Nas notas de intenções, Catarina e Felipe chamaram ao seu "bebé" de utopia pan-tropical e futurista. "Isso tem a ver com o que se está a passar nos países tropicais e toda uma relação numa analogia com os anos 20 e a subida de todos os fascismos. Tudo isso acaba por se referir a este momento", salienta a atriz conhecida de filmes como Singularidades de uma Rapariga Loura, de Manoel de Oliveira e Um Amor de Perdição, de Mário Barroso.
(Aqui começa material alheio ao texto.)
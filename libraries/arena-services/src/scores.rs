//! Score service: one best score per player, and the leaderboard
//!
//! A submission either inserts the player's first record, raises it in place,
//! or is silently discarded when it does not beat the stored score. A low
//! score is success with no change, never an error.

use crate::session::SessionManager;
use arena_core::{RecordStore, Result, ScoreRecord, ScoreUpsert};
use chrono::{DateTime, Utc};
use std::collections::HashMap;
use std::sync::Arc;

#[derive(Clone)]
pub struct ScoreService {
    store: Arc<dyn RecordStore>,
}

impl ScoreService {
    pub fn new(store: Arc<dyn RecordStore>) -> Self {
        Self { store }
    }

    /// Record a finished game's score for `email`
    ///
    /// Returns the record as stored afterwards: the new or raised record, or
    /// the unchanged personal best.
    pub async fn submit_score(&self, email: &str, score: u32) -> Result<ScoreRecord> {
        self.submit_score_at(email, score, Utc::now()).await
    }

    /// Like [`submit_score`](Self::submit_score) with an explicit timestamp,
    /// for imports and replays
    pub async fn submit_score_at(
        &self,
        email: &str,
        score: u32,
        at: DateTime<Utc>,
    ) -> Result<ScoreRecord> {
        let outcome = self.store.upsert_score_if_greater(email, score, at).await?;

        match &outcome {
            ScoreUpsert::Inserted(record) => {
                tracing::info!(%email, score, id = %record.id, "first score recorded");
            }
            ScoreUpsert::Improved { previous, .. } => {
                tracing::info!(%email, score, previous, "personal best improved");
            }
            ScoreUpsert::Unchanged(record) => {
                tracing::debug!(%email, score, best = record.score, "score below personal best");
            }
        }

        Ok(outcome.into_record())
    }

    /// Submit for whoever is logged in
    ///
    /// # Errors
    ///
    /// `ArenaError::NotLoggedIn` when there is no active session
    pub async fn submit_for_current_user(
        &self,
        sessions: &SessionManager,
        score: u32,
    ) -> Result<ScoreRecord> {
        let email = sessions.require_email().await?;
        self.submit_score(&email, score).await
    }

    /// Records indexed under `email`; at most one while the service owns
    /// all writes
    pub async fn scores_for_user(&self, email: &str) -> Result<Vec<ScoreRecord>> {
        self.store.get_scores_by_email(email).await
    }

    /// Every stored record, in issue order
    pub async fn all_scores(&self) -> Result<Vec<ScoreRecord>> {
        self.store.get_all_scores().await
    }

    /// Best score per player, highest first
    ///
    /// Collapses to one entry per email even if the store holds duplicates.
    /// Ties keep scan order.
    pub async fn leaderboard(&self) -> Result<Vec<ScoreRecord>> {
        let all = self.all_scores().await?;
        let board = best_per_email(all);

        tracing::debug!(entries = board.len(), "leaderboard computed");
        Ok(board)
    }
}

/// Keep each email's highest record, then sort descending by score (stable)
pub(crate) fn best_per_email(records: Vec<ScoreRecord>) -> Vec<ScoreRecord> {
    let mut slots: HashMap<String, usize> = HashMap::new();
    let mut best: Vec<ScoreRecord> = Vec::new();

    for record in records {
        match slots.get(&record.email) {
            Some(&slot) => {
                if record.score > best[slot].score {
                    best[slot] = record;
                }
            }
            None => {
                slots.insert(record.email.clone(), best.len());
                best.push(record);
            }
        }
    }

    best.sort_by(|a, b| b.score.cmp(&a.score));
    best
}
Tal como Carmen Miranda, Catarina Wallenstein era em 2018 e 2019 uma atriz portuguesa a trabalhar e a fazer arte no Brasil. Os paralelismos com Carmen atestam uma possibilidade para repensarmos os caminhos de uma contaminação luso-brasileira: "o dispositivo do filme foi precisamente construído nessa matrioska, ou seja, uma portuguesa a olhar para uma cultura que não lhe pertence. A Carmen Miranda fez uma colheita de culturas que não lhe pertenciam, das baianas, ao candomblé até às heranças indígenas, enquanto que eu, também portuguesa, acabo por colher muito da cultura brasileira. A necessidade de realizar era algo que vinha com o tempo. Não foi um capricho caído do céu, garante a atriz: "deve-se também ao facto de ter encontrado com o Felipe Bragança uma parceria criativa tão ágil e prática. Com o Felipe encontrei a pessoa certa para pensar e concretizar ideias...Mas este primeiro filme foi mesmo um impulso. Posso dizer que trabalhámos muito bem juntos".
E com Felipe Bragança, a Catarina Wallenstein cineasta não vai parar. Ambos querem fazer deste projeto parte de uma trilogia. O próximo filme ainda será no Brasil, mas o terceiro está previsto ser em Portugal. Pelo meio, já este ano no Festival de Roterdão, Catarina foi uma das estrelas de Um Animal Amarelo, de Felipe Bragança, obra que expõe os limites da herança civilizacional do brasileiro, acompanhando um cineasta entre o Brasil, Moçambique e Portugal. Foi possivelmente dos objetos mais oportunos vistos nesse festival e, esse sim, com estreia confirmada por cá.
Catarina e Felipe estão no cinema juntos com uma bicada ativista. Mas sobre esta tragédia da pandemia global, Catarina diz que não consegue ainda perceber as consequências desta paragem: "Todo este ano não vai ser nada daquilo que planeámos ou desejámos, mas vamo-nos organizar. O Estado está a responder para minimizar esta queda, mas vamos todos cair. Vamos ver como o ICA (Instituto do Cinema e Audiovisual) vai reagir e quais as medidas para o setor cultural. Sei que é impossível sairmos ilesos, mas sei também que os criadores vão continuar a pensar. São estes os momentos em que temos vontade de falar e partilhar pontos de vista. Isso enriquece-nos, mas vai ser duro...".